• _Work task_:
How many of the lines in the data contain "crate"? Give only the number.

---------- Records for this exercise

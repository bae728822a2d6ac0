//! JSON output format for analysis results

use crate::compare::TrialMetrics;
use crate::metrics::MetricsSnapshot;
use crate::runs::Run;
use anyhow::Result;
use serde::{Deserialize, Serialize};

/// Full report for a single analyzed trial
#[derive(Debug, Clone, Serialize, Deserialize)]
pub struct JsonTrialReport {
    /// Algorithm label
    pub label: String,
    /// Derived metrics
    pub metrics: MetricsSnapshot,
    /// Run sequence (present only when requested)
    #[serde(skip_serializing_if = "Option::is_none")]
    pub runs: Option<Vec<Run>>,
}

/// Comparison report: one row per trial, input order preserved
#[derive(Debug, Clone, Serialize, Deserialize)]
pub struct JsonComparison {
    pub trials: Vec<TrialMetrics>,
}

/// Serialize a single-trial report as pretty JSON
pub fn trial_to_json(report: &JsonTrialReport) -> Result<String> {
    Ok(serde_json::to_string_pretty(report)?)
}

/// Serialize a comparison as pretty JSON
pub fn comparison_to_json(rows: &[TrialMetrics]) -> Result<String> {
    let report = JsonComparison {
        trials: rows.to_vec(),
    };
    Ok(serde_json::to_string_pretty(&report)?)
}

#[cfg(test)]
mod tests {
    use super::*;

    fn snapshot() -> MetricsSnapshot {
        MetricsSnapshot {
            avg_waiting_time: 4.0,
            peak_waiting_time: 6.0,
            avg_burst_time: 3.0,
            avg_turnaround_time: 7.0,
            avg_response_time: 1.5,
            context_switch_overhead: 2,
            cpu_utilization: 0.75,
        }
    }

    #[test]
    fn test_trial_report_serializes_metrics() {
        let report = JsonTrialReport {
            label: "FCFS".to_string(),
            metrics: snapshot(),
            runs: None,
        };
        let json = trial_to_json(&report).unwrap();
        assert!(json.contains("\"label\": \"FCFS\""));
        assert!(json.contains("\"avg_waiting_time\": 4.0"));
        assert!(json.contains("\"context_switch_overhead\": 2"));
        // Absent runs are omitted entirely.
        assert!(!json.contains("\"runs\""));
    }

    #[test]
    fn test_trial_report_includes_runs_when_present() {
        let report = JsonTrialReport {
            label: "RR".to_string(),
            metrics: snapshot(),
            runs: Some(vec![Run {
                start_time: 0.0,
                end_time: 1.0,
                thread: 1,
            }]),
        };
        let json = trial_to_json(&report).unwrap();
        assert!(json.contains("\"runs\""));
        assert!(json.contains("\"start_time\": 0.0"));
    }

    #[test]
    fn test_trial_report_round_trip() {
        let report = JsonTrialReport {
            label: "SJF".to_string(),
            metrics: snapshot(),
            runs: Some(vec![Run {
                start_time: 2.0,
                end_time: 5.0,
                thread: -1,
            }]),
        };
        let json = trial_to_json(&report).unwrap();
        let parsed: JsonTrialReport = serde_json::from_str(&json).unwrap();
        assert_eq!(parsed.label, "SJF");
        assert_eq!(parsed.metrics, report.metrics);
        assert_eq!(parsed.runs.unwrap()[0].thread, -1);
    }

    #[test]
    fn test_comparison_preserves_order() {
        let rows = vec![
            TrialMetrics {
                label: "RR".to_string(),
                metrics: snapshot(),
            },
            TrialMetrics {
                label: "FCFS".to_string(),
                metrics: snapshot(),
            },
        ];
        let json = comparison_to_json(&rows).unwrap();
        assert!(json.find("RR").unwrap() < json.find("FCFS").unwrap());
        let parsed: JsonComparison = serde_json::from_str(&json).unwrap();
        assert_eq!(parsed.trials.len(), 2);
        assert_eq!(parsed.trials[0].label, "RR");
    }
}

--------------------
---------- Records for this exercise

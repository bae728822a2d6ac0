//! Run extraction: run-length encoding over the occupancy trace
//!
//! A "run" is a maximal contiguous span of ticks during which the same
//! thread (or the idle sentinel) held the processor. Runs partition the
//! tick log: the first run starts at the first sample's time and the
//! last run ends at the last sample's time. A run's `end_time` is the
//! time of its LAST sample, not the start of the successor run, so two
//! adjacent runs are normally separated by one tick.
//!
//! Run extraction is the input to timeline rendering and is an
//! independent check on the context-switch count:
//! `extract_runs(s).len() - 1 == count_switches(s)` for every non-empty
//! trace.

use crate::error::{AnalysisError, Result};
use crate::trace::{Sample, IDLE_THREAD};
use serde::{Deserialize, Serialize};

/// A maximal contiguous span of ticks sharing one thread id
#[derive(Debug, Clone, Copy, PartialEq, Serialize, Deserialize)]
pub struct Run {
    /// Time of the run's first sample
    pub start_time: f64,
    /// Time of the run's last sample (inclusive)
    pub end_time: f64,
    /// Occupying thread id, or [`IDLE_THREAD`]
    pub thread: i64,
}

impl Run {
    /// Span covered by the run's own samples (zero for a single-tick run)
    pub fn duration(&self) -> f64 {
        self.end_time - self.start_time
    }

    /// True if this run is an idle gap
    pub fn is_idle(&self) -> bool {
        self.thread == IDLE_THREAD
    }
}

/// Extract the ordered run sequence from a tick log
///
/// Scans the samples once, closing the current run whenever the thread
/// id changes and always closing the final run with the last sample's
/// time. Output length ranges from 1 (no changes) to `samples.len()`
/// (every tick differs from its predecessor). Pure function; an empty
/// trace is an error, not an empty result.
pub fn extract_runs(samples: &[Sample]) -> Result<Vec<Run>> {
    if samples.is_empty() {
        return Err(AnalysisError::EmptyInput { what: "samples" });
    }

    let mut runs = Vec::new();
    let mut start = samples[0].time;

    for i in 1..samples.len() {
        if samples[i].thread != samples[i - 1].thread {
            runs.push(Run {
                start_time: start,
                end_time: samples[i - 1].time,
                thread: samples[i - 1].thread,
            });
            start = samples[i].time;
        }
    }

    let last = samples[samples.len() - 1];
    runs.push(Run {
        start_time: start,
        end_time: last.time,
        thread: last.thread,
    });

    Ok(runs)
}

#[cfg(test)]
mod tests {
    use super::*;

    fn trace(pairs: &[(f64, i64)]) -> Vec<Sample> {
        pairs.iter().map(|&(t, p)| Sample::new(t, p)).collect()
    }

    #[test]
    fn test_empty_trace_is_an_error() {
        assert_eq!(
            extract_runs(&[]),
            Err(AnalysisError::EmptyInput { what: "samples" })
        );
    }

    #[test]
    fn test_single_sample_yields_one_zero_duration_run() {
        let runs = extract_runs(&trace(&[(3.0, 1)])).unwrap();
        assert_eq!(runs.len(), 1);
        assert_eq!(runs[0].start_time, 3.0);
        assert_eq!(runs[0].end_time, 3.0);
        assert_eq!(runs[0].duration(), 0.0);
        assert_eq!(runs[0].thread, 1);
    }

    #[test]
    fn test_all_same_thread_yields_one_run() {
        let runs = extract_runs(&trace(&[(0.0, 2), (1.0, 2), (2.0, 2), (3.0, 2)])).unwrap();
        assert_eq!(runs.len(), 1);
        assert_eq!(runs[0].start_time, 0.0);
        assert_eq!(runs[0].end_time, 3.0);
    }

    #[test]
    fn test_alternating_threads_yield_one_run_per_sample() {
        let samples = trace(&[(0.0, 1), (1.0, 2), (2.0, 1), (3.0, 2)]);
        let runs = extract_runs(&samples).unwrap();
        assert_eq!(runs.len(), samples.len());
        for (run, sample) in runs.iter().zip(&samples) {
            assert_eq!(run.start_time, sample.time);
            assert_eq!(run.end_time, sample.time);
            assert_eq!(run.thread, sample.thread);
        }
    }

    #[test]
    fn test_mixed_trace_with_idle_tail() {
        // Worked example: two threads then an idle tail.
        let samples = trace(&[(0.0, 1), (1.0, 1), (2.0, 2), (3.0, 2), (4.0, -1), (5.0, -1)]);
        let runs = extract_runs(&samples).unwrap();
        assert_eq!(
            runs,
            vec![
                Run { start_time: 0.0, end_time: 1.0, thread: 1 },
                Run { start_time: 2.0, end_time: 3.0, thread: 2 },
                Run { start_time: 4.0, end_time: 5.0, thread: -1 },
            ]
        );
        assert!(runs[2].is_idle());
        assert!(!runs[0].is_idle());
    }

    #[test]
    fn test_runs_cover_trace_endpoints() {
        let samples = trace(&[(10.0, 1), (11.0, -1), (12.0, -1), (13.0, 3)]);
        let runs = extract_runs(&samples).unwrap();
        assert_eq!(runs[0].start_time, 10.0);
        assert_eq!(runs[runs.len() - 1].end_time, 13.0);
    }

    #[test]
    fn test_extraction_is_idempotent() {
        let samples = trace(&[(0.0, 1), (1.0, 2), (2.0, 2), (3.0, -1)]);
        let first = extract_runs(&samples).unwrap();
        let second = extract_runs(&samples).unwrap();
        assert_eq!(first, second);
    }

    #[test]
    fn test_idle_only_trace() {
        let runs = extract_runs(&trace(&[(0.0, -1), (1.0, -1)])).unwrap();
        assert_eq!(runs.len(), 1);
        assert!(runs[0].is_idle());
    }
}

--------------------

• _Exercise output_:
5